Create a chain.py file with the following contents.

from celery import chain
from tasks import process1, process2, process3, process4, process5


result = chain(process1.s(), process2.s(), process3.s(), process4.s(), process5.s()).apply_async()
print(result.ready())

print(result.successful())

print(result.get())

The above 5 processes unfortunately are not parallelizable, since the result of one process is dependent upon that of the other.

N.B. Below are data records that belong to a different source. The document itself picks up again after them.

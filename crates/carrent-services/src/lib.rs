//! Business logic services for the Carrent booking core
//!
//! # Services
//!
//! - [`pricing`] - pure pricing calculator and the configured `PricingPolicy`
//! - [`availability`] - vehicle bookability and date-overlap checks
//! - [`state_machine`] - the booking status transition table
//! - [`BookingService`] - transactional booking orchestration
//! - [`LifecycleService`] - time-driven start/complete transitions
//! - [`gateway`] - payment gateway adapters (HTTP and mock)
//! - [`notifications`] - post-commit notification dispatch and event sinks
//!
//! Services hold their collaborators as `Arc<dyn Trait>` and are shared across
//! actix workers behind `web::Data`.

pub mod availability;
pub mod booking_service;
pub mod gateway;
pub mod lifecycle;
pub mod notifications;
pub mod policy;
pub mod pricing;
pub mod state_machine;

pub use availability::AvailabilityChecker;
pub use booking_service::{BookingReceipt, BookingService, BookingServiceSettings, CreateBookingCommand};
pub use gateway::{gateway_from_config, HttpPaymentGateway, MockBehavior, MockPaymentGateway};
pub use lifecycle::{LifecycleReport, LifecycleService};
pub use notifications::{FanoutEventSink, NotificationDispatcher, TracingEventSink};
pub use policy::BookingPolicy;
pub use pricing::PricingPolicy;
pub use state_machine::{BookingState, BookingTrigger};

/// Business logic constants
pub mod constants {
    use rust_decimal::Decimal;
    use rust_decimal_macros::dec;

    /// Insurance fee as a fraction of the subtotal
    pub const DEFAULT_INSURANCE_RATE: Decimal = dec!(0.10);

    /// Tax as a fraction of subtotal plus insurance
    pub const DEFAULT_TAX_RATE: Decimal = dec!(0.08);

    pub const DEFAULT_CURRENCY: &str = "USD";

    /// Gateway charge timeout in seconds
    pub const DEFAULT_PAYMENT_TIMEOUT_SECS: u64 = 15;

    /// Maximum length of free-text special requests
    pub const MAX_SPECIAL_REQUESTS_LEN: usize = 1000;

    /// Attempts at the check-then-insert step when the store reports a racing overlap
    pub const BOOKING_INSERT_ATTEMPTS: usize = 2;
}

#[cfg(test)]
mod tests {
    use super::constants::*;
    use rust_decimal::Decimal;

    #[test]
    fn test_default_rates() {
        assert_eq!(DEFAULT_INSURANCE_RATE, Decimal::new(10, 2));
        assert_eq!(DEFAULT_TAX_RATE, Decimal::new(8, 2));
        assert!(BOOKING_INSERT_ATTEMPTS >= 2);
    }
}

But if they were then a more scalable option would be to use group or chord as shown in the scripts below

from celery import group
from tasks import process1, process2, process3, process4, process5

job = group([process1.s(), process2.s(), process3.s(), process4.s(), process5.s(),])

result = job.apply_async()

print(result.ready())

print(result.successful())

print(result.get())

from celery import chord, group
from tasks import process1, process2, process3, process4, process5, add, tsum

callback = processes.s()
header = [processi.s() for i in range(5)]
result = chord(header)(callback)
result.get()

Finally our tasks.py file looks like below

from celery import Celery
from book1 import Book1
from celery.schedules import crontab

app = Celery('tasks', broker='pyamqp://guest@localhost//', backend='redis://')

@app.task
def process1():
    return Book1.execute_process1()

@app.task
def process2():
    return Book2.execute_process2()

@app.task
def process3():
    return Book3.execute_process3()

@app.task
def process4():
    return Book4.execute_process4()

@app.task
def process5():
    return Book5.execute_process5()

@app.task
def processes():
    return processi()

app.conf.beat_schedule = {
    "nightly-task": {
        "task": "tasks.job",
        "schedule": crontab(hour=0)
    }
}

start celery beat using the command

 celery -A tasks beat --loglevel=INFO

Conclusion:

We havent concluded yet.

Upload the pdf files and reports to s3 bucket in cloud.